Background: Cisplatin-based chemotherapy remains the standard treatment for advanced bladder cancer (BC); however, nephrotoxicity and chemoresistance limit its clinical application. Baicalin, a flavonoid metabolite derived from the botanical drug, Scutellaria baicalensis Georgi, has been reported to induces autophagy in BC. However, its regulatory effect on autophagic flux under cisplatin treatment remains unclear. Materials and methods: We used cell counting kit (CCK)-8 and 5-ethynyl-2'-deoxyuridine (EdU) assays to explore the role of baicalin in enhancing the sensitivity of BC cells in vitro. The underlying mechanisms were explored using transmission electron microscopy, western blotting, and immunofluorescence, and these findings were validated in vivo.
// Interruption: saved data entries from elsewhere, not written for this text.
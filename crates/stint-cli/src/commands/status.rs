//! Status command: the active session and its live durations.

use std::io::Write;

use anyhow::Result;
use chrono::{DateTime, SecondsFormat, Utc};

use stint_core::{UserId, open_segment, segment_seconds, session_totals};
use stint_db::Database;

pub fn run<W: Write>(writer: &mut W, db: &Database, user: &UserId) -> Result<()> {
    run_at(writer, db, user, Utc::now())
}

pub fn run_at<W: Write>(
    writer: &mut W,
    db: &Database,
    user: &UserId,
    now: DateTime<Utc>,
) -> Result<()> {
    let Some(view) = db.active_session(user)? else {
        writeln!(writer, "No active session.")?;
        return Ok(());
    };

    let todo = db.get_todo(user, &view.session.todo_id)?;
    writeln!(
        writer,
        "Session {} on \"{}\" since {}",
        view.session.id,
        todo.title,
        view.session
            .created_at
            .to_rfc3339_opts(SecondsFormat::Secs, true),
    )?;

    if let Some(current) = open_segment(&view.segments) {
        writeln!(
            writer,
            "Mode: {} for {}",
            current.mode,
            super::fmt_seconds(segment_seconds(current, now)),
        )?;
    }

    let totals = session_totals(&view.segments, now);
    writeln!(
        writer,
        "Focus: {}, pause/break: {}",
        super::fmt_seconds(totals.focus_seconds),
        super::fmt_seconds(totals.pause_seconds),
    )?;
    Ok(())
}

#[cfg(test)]
mod tests {
    use super::*;
    use stint_core::{Mode, Priority, Reason};

    fn ts(seconds: i64) -> DateTime<Utc> {
        DateTime::from_timestamp(1_700_000_000 + seconds, 0).unwrap()
    }

    #[test]
    fn status_without_session() {
        let db = Database::open_in_memory().unwrap();
        let user = UserId::new("user-1").unwrap();
        let mut output = Vec::new();
        run(&mut output, &db, &user).unwrap();
        assert_eq!(String::from_utf8(output).unwrap(), "No active session.\n");
    }

    #[test]
    fn status_shows_live_mode_and_totals() {
        let mut db = Database::open_in_memory().unwrap();
        let user = UserId::new("user-1").unwrap();
        let todo = db.add_todo_at(&user, "deep work", Priority::Med, ts(0)).unwrap();
        let view = db.start_session_at(&user, &todo.id, ts(0)).unwrap();
        db.transition_session_at(&user, &view.session.id, Mode::Pause, Some(Reason::Idle), ts(600))
            .unwrap();

        let mut output = Vec::new();
        run_at(&mut output, &db, &user, ts(660)).unwrap();
        let output = String::from_utf8(output).unwrap();
        assert!(output.contains("on \"deep work\""));
        assert!(output.contains("Mode: pause for 1m 0s"));
        assert!(output.contains("Focus: 10m 0s, pause/break: 1m 0s"));
    }
}
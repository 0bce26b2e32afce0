//! Aggregate of every component plus the operations a frontend invokes.

use tracing::warn;

use crate::{
    airplane::AirplaneFleet,
    airport::AirportRegistry,
    client::{ClientDirectory, TicketLedger},
    error::ValidationError,
    flight::{FlightCatalog, FlightSchedule},
    models::{Airplane, ClientId, Route, TicketId},
    route::{AirplaneChoice, AirplaneSelector, RouteGraph},
};

/// In-memory state of the operator: airports, fleet, routes, flights, clients
/// and tickets.
#[derive(Debug, Clone, Default)]
pub struct FleetStore {
    pub(crate) airports: AirportRegistry,
    pub(crate) fleet: AirplaneFleet,
    pub(crate) routes: RouteGraph,
    pub(crate) flights: FlightCatalog,
    pub(crate) clients: ClientDirectory,
    pub(crate) tickets: TicketLedger,
}

impl FleetStore {
    /// Create an empty store.
    pub fn new() -> Self {
        Self::default()
    }

    /// Registered airports.
    pub fn airports(&self) -> &AirportRegistry {
        &self.airports
    }

    /// Airplane records.
    pub fn fleet(&self) -> &AirplaneFleet {
        &self.fleet
    }

    /// Stored routes.
    pub fn routes(&self) -> &RouteGraph {
        &self.routes
    }

    /// Flight records.
    pub fn flights(&self) -> &FlightCatalog {
        &self.flights
    }

    /// Clients.
    pub fn clients(&self) -> &ClientDirectory {
        &self.clients
    }

    /// Booked tickets.
    pub fn tickets(&self) -> &TicketLedger {
        &self.tickets
    }

    /// Register an airport.
    pub fn create_airport(&mut self, name: &str) -> Result<(), ValidationError> {
        self.airports.create(name)
    }

    /// Remove an airport and its association list. Nothing else is touched.
    pub fn delete_airport(&mut self, name: &str) -> Option<Vec<String>> {
        self.airports.delete(name)
    }

    /// Record an airplane stationed at `airport`.
    pub fn create_airplane(
        &mut self,
        name: &str,
        seat_count: u32,
        range_km: u32,
        airport: &str,
    ) -> Result<&Airplane, ValidationError> {
        self.fleet
            .create(&mut self.airports, name, seat_count, range_km, airport)
    }

    /// Remove the first airplane called `name` from the fleet.
    pub fn delete_airplane(&mut self, name: &str) -> Result<Airplane, ValidationError> {
        self.fleet.delete(name)
    }

    /// Airplanes a route from `departure` to `arrival` could be flown with.
    pub fn route_candidates(
        &self,
        departure: &str,
        arrival: &str,
    ) -> Result<Vec<AirplaneChoice<'_>>, ValidationError> {
        RouteGraph::eligible_airplanes(&self.airports, &self.fleet, departure, arrival)
    }

    /// Create a route, asking `selector` which stationed airplane flies it.
    pub fn create_route(
        &mut self,
        departure: &str,
        arrival: &str,
        distance_km: u32,
        selector: &mut dyn AirplaneSelector,
    ) -> Result<Route, ValidationError> {
        self.routes.create(
            &self.airports,
            &self.fleet,
            departure,
            arrival,
            distance_km,
            selector,
        )
    }

    /// Remove the route at a 1-based position.
    pub fn delete_route(&mut self, position: usize) -> Result<String, ValidationError> {
        self.routes
            .delete(position)
            .inspect_err(|err| warn!(position, %err, "Route deletion rejected"))
    }

    /// Create a flight on the route at a 1-based position.
    pub fn create_flight(
        &mut self,
        name: &str,
        route_position: usize,
        schedule: &FlightSchedule,
    ) -> Result<String, ValidationError> {
        let route = self
            .routes
            .get(route_position)
            .ok_or(ValidationError::InvalidRouteIndex {
                index: route_position,
                count: self.routes.len(),
            })?;
        Ok(self.flights.create(name, &route.key, schedule).to_string())
    }

    /// Register a client.
    pub fn create_client(
        &mut self,
        name: &str,
        phone: &str,
        is_company: bool,
        airplane_count: u32,
    ) -> ClientId {
        self.clients.create(name, phone, is_company, airplane_count)
    }

    /// Book the flight at a 0-based index for the client at a 1-based position.
    pub fn book_ticket(
        &mut self,
        flight_index: usize,
        client_position: usize,
    ) -> Result<TicketId, ValidationError> {
        let flight = self
            .flights
            .get(flight_index)
            .ok_or(ValidationError::InvalidFlightIndex {
                index: flight_index,
                count: self.flights.len(),
            })?
            .to_string();
        let client = self
            .clients
            .id_at(client_position)
            .ok_or(ValidationError::InvalidClientIndex {
                index: client_position,
                count: self.clients.len(),
            })?;
        self.tickets.create(&mut self.clients, &flight, client)
    }

    /// Drop all state.
    pub fn clear(&mut self) {
        self.airports.clear();
        self.fleet.clear();
        self.routes.clear();
        self.flights.clear();
        self.clients.clear();
        self.tickets.clear();
    }
}
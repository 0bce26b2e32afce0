use std::collections::HashMap;

use once_cell::sync::Lazy;

const FONT_HEIGHT: usize = 5;
const FONT_WIDTH: usize = 5;
const FILL: &str = "██";
const BACKGROUND: &str = "░░";
const GAP: char = '░';

/// One bitmask per row, most significant of the low five bits is the left column.
type Glyph = [u8; FONT_HEIGHT];

static GLYPHS: Lazy<HashMap<char, Glyph>> = Lazy::new(|| {
    HashMap::from([
        ('A', [0b01110, 0b10001, 0b11111, 0b10001, 0b10001]),
        ('B', [0b11110, 0b10001, 0b11110, 0b10001, 0b11110]),
        ('C', [0b01111, 0b10000, 0b10000, 0b10000, 0b01111]),
        ('D', [0b11110, 0b10001, 0b10001, 0b10001, 0b11110]),
        ('E', [0b11111, 0b10000, 0b11110, 0b10000, 0b11111]),
        ('F', [0b11111, 0b10000, 0b11110, 0b10000, 0b10000]),
        ('G', [0b01111, 0b10000, 0b10011, 0b10001, 0b01111]),
        ('H', [0b10001, 0b10001, 0b11111, 0b10001, 0b10001]),
        ('I', [0b11111, 0b00100, 0b00100, 0b00100, 0b11111]),
        ('J', [0b00111, 0b00001, 0b00001, 0b10001, 0b01110]),
        ('K', [0b10001, 0b10010, 0b11100, 0b10010, 0b10001]),
        ('L', [0b10000, 0b10000, 0b10000, 0b10000, 0b11111]),
        ('M', [0b10001, 0b11011, 0b10101, 0b10001, 0b10001]),
        ('N', [0b10001, 0b11001, 0b10101, 0b10011, 0b10001]),
        ('O', [0b01110, 0b10001, 0b10001, 0b10001, 0b01110]),
        ('P', [0b11110, 0b10001, 0b11110, 0b10000, 0b10000]),
        ('Q', [0b01110, 0b10001, 0b10101, 0b10010, 0b01101]),
        ('R', [0b11110, 0b10001, 0b11110, 0b10010, 0b10001]),
        ('S', [0b01111, 0b10000, 0b01110, 0b00001, 0b11110]),
        ('T', [0b11111, 0b00100, 0b00100, 0b00100, 0b00100]),
        ('U', [0b10001, 0b10001, 0b10001, 0b10001, 0b01110]),
        ('V', [0b10001, 0b10001, 0b10001, 0b01010, 0b00100]),
        ('W', [0b10001, 0b10001, 0b10101, 0b11011, 0b10001]),
        ('X', [0b10001, 0b01010, 0b00100, 0b01010, 0b10001]),
        ('Y', [0b10001, 0b01010, 0b00100, 0b00100, 0b00100]),
        ('Z', [0b11111, 0b00010, 0b00100, 0b01000, 0b11111]),
        ('-', [0b00000, 0b00000, 0b11111, 0b00000, 0b00000]),
        (' ', [0b00000; FONT_HEIGHT]),
        ('?', [0b01110, 0b10001, 0b00110, 0b00000, 0b00100]),
    ])
});

/// Render `text` as block letters on a shaded background.
pub fn render(text: &str) -> Vec<String> {
    let glyphs: Vec<&Glyph> = text
        .chars()
        .map(|ch| {
            let ch = ch.to_ascii_uppercase();
            GLYPHS.get(&ch).unwrap_or(&GLYPHS[&'?'])
        })
        .collect();
    if glyphs.is_empty() {
        return vec![String::new(); FONT_HEIGHT];
    }

    (0..FONT_HEIGHT)
        .map(|row| {
            let mut line = String::new();
            for (index, glyph) in glyphs.iter().enumerate() {
                if index > 0 {
                    line.push(GAP);
                }
                for col in (0..FONT_WIDTH).rev() {
                    let filled = glyph[row] & (1 << col) != 0;
                    line.push_str(if filled { FILL } else { BACKGROUND });
                }
            }
            line
        })
        .collect()
}

#[cfg(test)]
mod tests {
    use super::*;

    #[test]
    fn renders_fixed_height_rows() {
        let lines = render("Bel");
        assert_eq!(lines.len(), FONT_HEIGHT);
        let width = 3 * FONT_WIDTH * 2 + 2;
        assert!(lines.iter().all(|line| line.chars().count() == width));
        assert!(lines[4].starts_with("████████░░"));
    }

    #[test]
    fn unknown_characters_fall_back() {
        assert_eq!(render("#"), render("?"));
        assert!(render("").iter().all(String::is_empty));
    }
}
Results: CCK-8 and EdU assays indicated that baicalin significantly enhanced the therapeutic effect of cisplatin and reduced its half maximal inhibitory concentration (IC50) value. Baicalin also inhibited the migration and invasion of BC cells. Western blotting indicated that baicalin suppressed cisplatin-induced autophagy by inhibiting autophagic flux, as evidenced by a reduction in the fusion of autophagosomes and lysosomes, along with decreased expression of lysosomal proteins LAMP1, LAMP2, CTSD, and CTSB. The results of the experiment in vivo showed that baicalin enhanced the anti-cancer effect of cisplatin. Tumor size in the combination group was significantly smaller than that in the cisplatin group. Conclusion: Baicalin enhanced the sensitivity of BC cells to cisplatin by inhibiting autophagic flux through lysosomal activity suppression. This study provides a potential botanical drug candidate for chemosensitization during BC chemotherapy.